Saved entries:
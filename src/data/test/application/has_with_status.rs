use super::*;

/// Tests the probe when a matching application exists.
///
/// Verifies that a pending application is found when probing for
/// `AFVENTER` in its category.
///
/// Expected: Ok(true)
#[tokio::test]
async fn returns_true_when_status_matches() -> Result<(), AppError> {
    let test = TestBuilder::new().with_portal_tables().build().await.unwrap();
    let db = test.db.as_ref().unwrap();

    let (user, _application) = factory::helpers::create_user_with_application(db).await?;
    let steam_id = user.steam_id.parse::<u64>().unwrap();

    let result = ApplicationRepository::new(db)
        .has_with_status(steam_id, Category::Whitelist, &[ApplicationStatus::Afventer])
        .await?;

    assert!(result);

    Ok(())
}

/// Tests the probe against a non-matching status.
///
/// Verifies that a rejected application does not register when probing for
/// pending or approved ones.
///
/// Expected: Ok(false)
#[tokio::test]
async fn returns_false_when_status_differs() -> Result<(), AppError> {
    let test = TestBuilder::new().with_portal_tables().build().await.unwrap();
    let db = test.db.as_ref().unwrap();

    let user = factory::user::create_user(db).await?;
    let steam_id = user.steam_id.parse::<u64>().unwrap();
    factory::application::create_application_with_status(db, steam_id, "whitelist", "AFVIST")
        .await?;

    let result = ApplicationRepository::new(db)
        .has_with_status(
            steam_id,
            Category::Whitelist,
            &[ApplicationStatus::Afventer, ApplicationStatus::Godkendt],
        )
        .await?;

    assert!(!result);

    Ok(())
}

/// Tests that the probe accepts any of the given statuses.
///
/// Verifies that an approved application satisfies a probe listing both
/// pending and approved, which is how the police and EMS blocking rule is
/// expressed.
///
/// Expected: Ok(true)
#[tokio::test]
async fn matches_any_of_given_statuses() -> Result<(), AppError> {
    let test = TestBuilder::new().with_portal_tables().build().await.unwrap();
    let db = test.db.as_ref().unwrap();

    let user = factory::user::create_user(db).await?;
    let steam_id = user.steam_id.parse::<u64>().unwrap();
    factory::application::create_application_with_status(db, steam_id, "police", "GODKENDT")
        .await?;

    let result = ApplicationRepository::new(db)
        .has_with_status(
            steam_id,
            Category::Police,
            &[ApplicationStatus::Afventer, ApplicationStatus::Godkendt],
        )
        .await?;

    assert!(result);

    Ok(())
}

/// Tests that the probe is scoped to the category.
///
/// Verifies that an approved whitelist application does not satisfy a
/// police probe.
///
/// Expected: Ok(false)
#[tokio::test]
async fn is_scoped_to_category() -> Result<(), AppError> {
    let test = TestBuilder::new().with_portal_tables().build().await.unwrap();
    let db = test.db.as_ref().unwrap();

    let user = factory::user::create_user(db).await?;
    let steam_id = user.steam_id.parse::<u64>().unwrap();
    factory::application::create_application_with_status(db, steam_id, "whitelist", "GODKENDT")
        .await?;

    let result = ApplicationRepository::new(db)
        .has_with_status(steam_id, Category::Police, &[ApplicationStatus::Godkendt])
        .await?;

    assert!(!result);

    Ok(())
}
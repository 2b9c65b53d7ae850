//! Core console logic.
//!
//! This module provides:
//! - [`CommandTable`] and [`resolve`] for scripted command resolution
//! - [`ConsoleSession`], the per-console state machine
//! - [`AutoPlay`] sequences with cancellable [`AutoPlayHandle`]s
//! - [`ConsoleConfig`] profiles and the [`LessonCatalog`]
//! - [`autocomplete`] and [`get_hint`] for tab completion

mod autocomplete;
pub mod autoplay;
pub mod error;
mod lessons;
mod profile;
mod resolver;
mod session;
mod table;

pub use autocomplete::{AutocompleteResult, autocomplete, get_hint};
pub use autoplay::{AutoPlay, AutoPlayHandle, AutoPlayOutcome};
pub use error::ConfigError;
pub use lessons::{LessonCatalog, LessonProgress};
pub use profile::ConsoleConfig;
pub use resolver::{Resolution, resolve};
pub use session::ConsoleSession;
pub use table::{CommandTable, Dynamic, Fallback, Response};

Your goal >> Please restate, exactly as written, the line that holds "mod profile;" and all remaining lines of the data above, and only those.

Written solution >>
mod profile;
mod resolver;
mod session;
mod table;

pub use autocomplete::{AutocompleteResult, autocomplete, get_hint};
pub use autoplay::{AutoPlay, AutoPlayHandle, AutoPlayOutcome};
pub use error::ConfigError;
pub use lessons::{LessonCatalog, LessonProgress};
pub use profile::ConsoleConfig;
pub use resolver::{Resolution, resolve};
pub use session::ConsoleSession;
pub use table::{CommandTable, Dynamic, Fallback, Response};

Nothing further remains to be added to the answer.